The comments came after it was revealed that Flynn had done lobbying work in in the months before his appointment that "could be construed to have principally benefited the Republic of Turkey," according to documents filed with the Department of Justice.
Trump made a pledge during the campaign to "drain the swamp" of lobbyists and has been dogged by questions about Flynn and both his lobbying work and ties to Russia.
"Just so we're clear, is that a personal lawyer of General Flynn's contacted a transition lawyer and asked for guidance on what he should or should not do," Spicer said today. "The lawyer was instructed that at -- that that wasn't the role of the transition and that it was up to the personal lawyer to work with the appropriate authorities or subject matter experts to determine what was appropriate and what was not appropriate in terms of filing. This was a personal matter. It's a business matter."
But Vice President Mike Pence -- the chairman of the transition team -- said that the first time he heard of the lobbying ties was this week and not during the transition.
"Let me say hearing that story today was the first I heard of it and I fully support the decision that President Trump made to ask for General Flynn's resignation," Pence said in an interview with Fox News on Thursday.

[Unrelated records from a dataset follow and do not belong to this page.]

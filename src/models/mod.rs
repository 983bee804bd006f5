// Models module for the sticky note
// All fields use camelCase to match the front end

pub mod config;
pub mod view;

pub use config::Settings;
pub use view::NoteView;
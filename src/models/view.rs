// Snapshot of the note handed to the front end after every operation

use serde::Serialize;

#[derive(Debug, Clone, PartialEq, Serialize)]
pub struct NoteView {
    pub text: String,
    pub fontSize: f64,
    pub opacity: f64,
    pub alwaysOnTop: bool,
    pub canUndo: bool,
    pub canRedo: bool,
}
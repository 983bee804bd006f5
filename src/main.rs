// Prevents additional console window on Windows in release, DO NOT REMOVE!!
#![cfg_attr(not(debug_assertions), windows_subsystem = "windows")]

fn main() {
    sticky_note_lib::run()
}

Two senior administration officials tell ABC News that the Turkey issue was not one of the aforementioned "series of questionable instances" Spicer said last month led Trump to ask for his resignation.
A source familiar with the situation tells ABC News Flynn informed the White House counsel team both during the transition and after the inauguration that he would have to file as a foreign agent because of the work he did on behalf of the Turkish government.
This source could not say if Flynn first made the team aware of his situation before or after President-Elect Trump announced that he be appointing the former general to be his NSA on Nov. 18th.
In a letter, dated March 7, a lawyer for the Flynn Intel Group told the Foreign Agents Registration Act (FARA) division of the DOJ that the company had done work on behalf of a Dutch client, Inovo BV.
The work was disclosed in September 2016, and Flynn's group terminated its contract and ceased operations after his appointment, the letter says. A public disclosure was filed on Dec. 1, 2016, according to the letter.
The group had planned to file under the Lobbying Disclosure Act, but decided it was not appropriate.
"Nevertheless, because of the subject matter of Flynn Intel Group's work for Inovo BV, which focused on Mr. Fethullah Gulen, whose extradition is sought by the Government of Turkey, the engagement could be construed to have principally benefitted the Republic of Turkey," the letter said. "To eliminate any potential doubt, the Flynn Intel Group therefore is electing to file a registration under FARA, in lieu of its prior LDA registration."
Gulen is a Turkish cleric who lives in the United States. He was blamed by the Turkish government for a failed military coup there last July.
Trump asked for Flynn's resignation in February after the former general misled Pence and other administration officials about his conversations with the Russian ambassador, which included sanctions being placed on that country. After the resignation, Trump blasted the media for treating Flynn "very, very unfairly" and called him a "wonderful man."
Spicer said today that the president was not informed of "this arrangement" or his need to register as a foreign agent.
It was not clear if "this arrangement" referred to Flynn's lobbying in general or the specifics of the arrangement.
Spicer also said there should be no concerns that others in the administration have similarly lobbied on behalf of foreign governments, suggesting that Trump "made the right call" regarding Flynn back when he asked for his resignation over misleading the vice president.
ABC's Jonathan Karl and Justin Fishel contributed reporting to this story.